Task objective →
What is needed is each line of the data below that holds the string "KafkaProducer".

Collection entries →
- - -
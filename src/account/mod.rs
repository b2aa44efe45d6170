pub mod service;
pub mod store;

pub use service::{AccountResponse, AccountService, CreateAccountRequest};
pub use store::{AccountError, AccountStore, PostgresAccountStore};
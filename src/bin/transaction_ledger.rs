use std::sync::Arc;

use ledger::http::{self, AppState};
use ledger::{AccountService, Config, KafkaProducer, MongoAuditRepository, PostgresAccountStore, TransactionService};
use mongodb::Client as MongoClient;
use sqlx::postgres::PgPoolOptions;
use tracing::{error, info};

const AUDIT_DATABASE: &str = "ledger";
const AUDIT_COLLECTION: &str = "transactions";
const ENQUEUE_PARTITION: i32 = 0;

/// Composition root for the enqueue/HTTP service. Builds every component
/// bottom-up and wires them together explicitly -- no DI container, no
/// global state.
#[tokio::main]
async fn main() -> anyhow::Result<()> {
    info!("transaction ledger service is starting...");

    let config = Config::load()?;
    ledger::logging::init(&config.logger);
    info!("configuration is loaded successfully");

    let pool = PgPoolOptions::new()
        .max_connections(10)
        .connect(&config.dsn)
        .await?;
    info!("postgres connection established");

    let mongo_client = MongoClient::with_uri_str(config.mongo_uri()).await?;
    let audit = Arc::new(MongoAuditRepository::new(
        &mongo_client,
        AUDIT_DATABASE,
        AUDIT_COLLECTION,
    ));

    let producer = Arc::new(
        KafkaProducer::connect(config.kafka_broker(), ledger::broker::TRANSACTIONS_TOPIC, ENQUEUE_PARTITION)
            .await?,
    );

    let account_store = Arc::new(PostgresAccountStore::new(pool));
    let account_service = Arc::new(AccountService::new(account_store));
    let transaction_service = Arc::new(TransactionService::new(producer, audit));

    let state = AppState {
        account: account_service,
        transactions: transaction_service,
    };

    let listener = tokio::net::TcpListener::bind(config.http_address()).await?;
    info!(address = %config.http_address(), "http server listening");

    if let Err(err) = axum::serve(listener, http::router(state)).await {
        error!(error = %err, "http server exited with error");
        return Err(err.into());
    }

    Ok(())
}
- - -
Exercise answer →
use ledger::{AccountService, Config, KafkaProducer, MongoAuditRepository, PostgresAccountStore, TransactionService};
        KafkaProducer::connect(config.kafka_broker(), ledger::broker::TRANSACTIONS_TOPIC, ENQUEUE_PARTITION)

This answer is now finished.